7.9 Effects of Enzyme Microenvironment on Acidity and Basicity

Virtually all biochemical reactions take place inside the active site pocket of an enzyme, rather than free in aqueous solution. The microenvironment inside an enzyme’s active site can often be very different from the environment outside in the aqueous solvent. Consider, for example, the side chain carboxylate on an aspartate residue in an enzyme. The literature pKa of this carboxylic acid group is listed as 3.9, but this estimate assumes that the group is positioned on the surface of the protein, exposed to water. In the physiological buffer of pH ~ 7, a carboxylic acid group with pKa = 3.9 will be fully deprotonated and negatively charged. If, however, an aspartate side chain happens to be buried deep inside the interior of the protein’s active site, and is surrounded primarily by nonpolar side chains such as alanine, phenylalanine, tryptophan, etc., the situation is very different.

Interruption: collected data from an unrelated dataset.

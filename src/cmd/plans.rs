//! Catalog listing: `vivo-site plans`.

use anyhow::{Context, Result};

use vivo_site::enrollment::plans::{catalog, format_clp};

pub fn cmd_plans(json: bool) -> Result<()> {
    let plans = catalog();

    if json {
        let out = serde_json::to_string_pretty(&plans).context("Failed to serialize catalog")?;
        println!("{}", out);
        return Ok(());
    }

    println!();
    println!("Plans");
    println!("=====");
    for plan in &plans {
        println!();
        let marker = if plan.featured { "  (featured)" } else { "" };
        println!("{}  {} / {}{}", plan.name, format_clp(plan.price), plan.period, marker);
        for feature in &plan.features {
            println!("  - {}", feature);
        }
    }
    println!();
    Ok(())
}
pub mod contact;
pub mod enrollment;
pub mod errors;
pub mod kitchen;
pub mod logging;
pub mod site;
pub mod site_config;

Cut off from the environment of the bulk solvent, the carboxylate group (red in the above figure) is now in a very nonpolar microenvironment, a situation in which the protonated, uncharged state is stabilized relative to the deprotonated, negatively charged state (this is simply another application of the “like dissolves like” principle—a charged group is highly destabilized by a nonpolar environment). The overall effect is that the pKa for this aspartate residue is actually higher than 3.9—it is less acidic, and more likely to be in its protonated form inside the protein.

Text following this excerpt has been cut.